● WHAT YOU ARE ASKED TO DO
Only one stretch of the records below should be repeated. It starts with the line containing "let mut tasks = Vec::with_capacity(files.len());" and goes on through the line containing "let path = dir.join(name);", exactly as written.

● TASK MATERIAL
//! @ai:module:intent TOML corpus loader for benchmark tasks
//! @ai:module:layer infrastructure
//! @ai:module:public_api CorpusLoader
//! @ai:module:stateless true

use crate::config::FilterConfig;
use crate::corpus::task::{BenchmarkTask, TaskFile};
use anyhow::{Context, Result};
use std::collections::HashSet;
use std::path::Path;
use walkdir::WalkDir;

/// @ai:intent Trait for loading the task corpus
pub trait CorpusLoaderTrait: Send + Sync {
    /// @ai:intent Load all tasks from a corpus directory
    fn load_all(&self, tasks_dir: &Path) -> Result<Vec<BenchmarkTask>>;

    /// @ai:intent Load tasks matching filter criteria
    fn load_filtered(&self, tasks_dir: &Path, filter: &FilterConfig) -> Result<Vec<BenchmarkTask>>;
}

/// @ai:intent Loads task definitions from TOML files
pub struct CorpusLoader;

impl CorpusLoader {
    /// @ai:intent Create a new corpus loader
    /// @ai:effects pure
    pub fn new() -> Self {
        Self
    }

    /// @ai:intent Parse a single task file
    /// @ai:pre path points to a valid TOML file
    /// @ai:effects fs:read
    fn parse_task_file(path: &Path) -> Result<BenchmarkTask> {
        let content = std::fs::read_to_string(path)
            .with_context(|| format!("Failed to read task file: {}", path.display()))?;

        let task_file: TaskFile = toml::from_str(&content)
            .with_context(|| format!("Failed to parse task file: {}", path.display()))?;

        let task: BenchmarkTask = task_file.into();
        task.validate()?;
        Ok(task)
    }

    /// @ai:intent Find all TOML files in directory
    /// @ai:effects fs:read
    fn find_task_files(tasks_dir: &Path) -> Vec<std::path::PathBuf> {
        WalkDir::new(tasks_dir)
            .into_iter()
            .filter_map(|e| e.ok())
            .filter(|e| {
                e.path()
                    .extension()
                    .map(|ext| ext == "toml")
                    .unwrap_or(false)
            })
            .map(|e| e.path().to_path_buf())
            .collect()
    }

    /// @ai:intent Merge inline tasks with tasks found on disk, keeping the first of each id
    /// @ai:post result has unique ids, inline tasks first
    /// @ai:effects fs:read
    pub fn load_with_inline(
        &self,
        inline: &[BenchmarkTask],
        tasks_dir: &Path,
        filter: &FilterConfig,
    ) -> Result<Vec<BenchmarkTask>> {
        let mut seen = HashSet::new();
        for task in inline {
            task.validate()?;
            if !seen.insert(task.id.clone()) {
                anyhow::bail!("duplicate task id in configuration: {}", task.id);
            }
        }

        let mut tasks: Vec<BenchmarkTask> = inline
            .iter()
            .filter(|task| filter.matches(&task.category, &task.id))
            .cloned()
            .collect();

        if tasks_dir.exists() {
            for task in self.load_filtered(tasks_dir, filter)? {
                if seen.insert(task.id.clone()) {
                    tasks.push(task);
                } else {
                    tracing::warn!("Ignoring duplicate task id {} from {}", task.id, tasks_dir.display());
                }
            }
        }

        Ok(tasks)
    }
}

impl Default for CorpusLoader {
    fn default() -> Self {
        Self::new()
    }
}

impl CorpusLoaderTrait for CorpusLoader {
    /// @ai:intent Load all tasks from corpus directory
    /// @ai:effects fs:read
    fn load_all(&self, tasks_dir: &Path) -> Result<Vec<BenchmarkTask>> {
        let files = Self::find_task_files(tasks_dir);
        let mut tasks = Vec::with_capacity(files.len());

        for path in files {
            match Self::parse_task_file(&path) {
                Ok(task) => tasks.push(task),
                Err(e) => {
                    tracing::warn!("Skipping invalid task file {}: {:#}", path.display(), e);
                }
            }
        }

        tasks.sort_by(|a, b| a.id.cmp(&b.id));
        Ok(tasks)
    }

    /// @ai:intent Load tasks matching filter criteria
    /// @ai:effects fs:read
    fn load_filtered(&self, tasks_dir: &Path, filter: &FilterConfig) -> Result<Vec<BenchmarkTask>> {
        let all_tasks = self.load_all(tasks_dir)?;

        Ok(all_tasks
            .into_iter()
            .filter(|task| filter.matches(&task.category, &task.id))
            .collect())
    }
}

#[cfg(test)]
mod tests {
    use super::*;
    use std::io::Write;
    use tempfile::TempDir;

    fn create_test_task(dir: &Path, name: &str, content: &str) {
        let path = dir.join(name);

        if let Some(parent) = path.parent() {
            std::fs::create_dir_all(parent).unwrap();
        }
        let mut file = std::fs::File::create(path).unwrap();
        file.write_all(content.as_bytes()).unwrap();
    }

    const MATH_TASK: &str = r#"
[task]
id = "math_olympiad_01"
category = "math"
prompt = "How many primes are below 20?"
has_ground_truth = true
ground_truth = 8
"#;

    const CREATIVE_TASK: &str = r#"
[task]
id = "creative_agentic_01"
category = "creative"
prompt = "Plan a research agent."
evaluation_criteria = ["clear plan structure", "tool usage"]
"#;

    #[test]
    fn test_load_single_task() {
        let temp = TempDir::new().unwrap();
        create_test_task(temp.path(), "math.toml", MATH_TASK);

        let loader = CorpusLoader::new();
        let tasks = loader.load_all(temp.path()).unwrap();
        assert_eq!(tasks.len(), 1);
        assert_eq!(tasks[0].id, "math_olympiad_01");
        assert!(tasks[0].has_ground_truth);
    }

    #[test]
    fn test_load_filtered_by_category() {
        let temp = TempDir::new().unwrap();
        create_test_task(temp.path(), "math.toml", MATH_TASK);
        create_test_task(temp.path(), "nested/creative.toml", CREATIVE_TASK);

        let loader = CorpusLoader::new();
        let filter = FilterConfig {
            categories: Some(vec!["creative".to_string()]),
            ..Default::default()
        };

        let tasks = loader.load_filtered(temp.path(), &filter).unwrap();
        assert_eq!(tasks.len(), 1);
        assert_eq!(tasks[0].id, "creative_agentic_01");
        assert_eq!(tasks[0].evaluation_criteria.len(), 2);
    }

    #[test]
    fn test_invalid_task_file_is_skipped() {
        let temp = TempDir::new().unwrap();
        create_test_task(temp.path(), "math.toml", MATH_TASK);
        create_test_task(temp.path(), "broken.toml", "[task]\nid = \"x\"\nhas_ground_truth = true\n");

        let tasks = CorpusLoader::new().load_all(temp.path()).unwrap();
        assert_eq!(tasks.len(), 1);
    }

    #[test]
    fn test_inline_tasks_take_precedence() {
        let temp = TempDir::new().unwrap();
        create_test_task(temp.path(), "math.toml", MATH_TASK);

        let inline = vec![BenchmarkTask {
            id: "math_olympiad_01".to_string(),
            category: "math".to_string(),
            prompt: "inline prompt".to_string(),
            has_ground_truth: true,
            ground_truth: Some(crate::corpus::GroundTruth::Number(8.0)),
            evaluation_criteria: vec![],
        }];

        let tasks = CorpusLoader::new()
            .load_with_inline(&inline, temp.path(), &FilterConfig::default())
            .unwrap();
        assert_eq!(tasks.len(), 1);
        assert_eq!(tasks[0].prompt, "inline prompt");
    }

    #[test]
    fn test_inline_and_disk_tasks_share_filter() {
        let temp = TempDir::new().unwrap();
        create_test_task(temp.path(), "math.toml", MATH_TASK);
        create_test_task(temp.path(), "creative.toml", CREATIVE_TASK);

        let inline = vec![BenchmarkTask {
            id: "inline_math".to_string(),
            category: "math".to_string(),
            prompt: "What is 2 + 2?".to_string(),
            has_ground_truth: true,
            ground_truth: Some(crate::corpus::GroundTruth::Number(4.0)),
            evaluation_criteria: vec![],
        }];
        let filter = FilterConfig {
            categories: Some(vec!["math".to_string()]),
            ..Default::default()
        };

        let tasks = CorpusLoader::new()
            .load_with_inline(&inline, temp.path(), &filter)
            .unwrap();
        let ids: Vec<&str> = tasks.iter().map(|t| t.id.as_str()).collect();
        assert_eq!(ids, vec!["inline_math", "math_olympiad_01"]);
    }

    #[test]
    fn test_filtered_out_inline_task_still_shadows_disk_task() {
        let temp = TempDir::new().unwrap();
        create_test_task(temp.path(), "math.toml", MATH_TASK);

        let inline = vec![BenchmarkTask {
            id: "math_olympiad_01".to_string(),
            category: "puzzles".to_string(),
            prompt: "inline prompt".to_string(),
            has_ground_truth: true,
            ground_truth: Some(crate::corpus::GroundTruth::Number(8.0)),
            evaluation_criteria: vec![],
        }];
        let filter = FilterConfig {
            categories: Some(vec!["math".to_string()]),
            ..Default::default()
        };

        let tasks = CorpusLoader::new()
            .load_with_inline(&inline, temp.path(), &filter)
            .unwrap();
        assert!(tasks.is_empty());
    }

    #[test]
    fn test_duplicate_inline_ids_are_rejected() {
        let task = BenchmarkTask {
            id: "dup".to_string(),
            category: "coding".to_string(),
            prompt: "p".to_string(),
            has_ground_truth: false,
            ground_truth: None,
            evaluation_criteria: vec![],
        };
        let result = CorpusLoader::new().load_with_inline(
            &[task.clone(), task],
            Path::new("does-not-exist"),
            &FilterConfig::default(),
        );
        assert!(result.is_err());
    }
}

● FINISHED TASK
        let mut tasks = Vec::with_capacity(files.len());

        for path in files {
            match Self::parse_task_file(&path) {
                Ok(task) => tasks.push(task),
                Err(e) => {
                    tracing::warn!("Skipping invalid task file {}: {:#}", path.display(), e);
                }
            }
        }

        tasks.sort_by(|a, b| a.id.cmp(&b.id));
        Ok(tasks)
    }

    /// @ai:intent Load tasks matching filter criteria
    /// @ai:effects fs:read
    fn load_filtered(&self, tasks_dir: &Path, filter: &FilterConfig) -> Result<Vec<BenchmarkTask>> {
        let all_tasks = self.load_all(tasks_dir)?;

        Ok(all_tasks
            .into_iter()
            .filter(|task| filter.matches(&task.category, &task.id))
            .collect())
    }
}

#[cfg(test)]
mod tests {
    use super::*;
    use std::io::Write;
    use tempfile::TempDir;

    fn create_test_task(dir: &Path, name: &str, content: &str) {
        let path = dir.join(name);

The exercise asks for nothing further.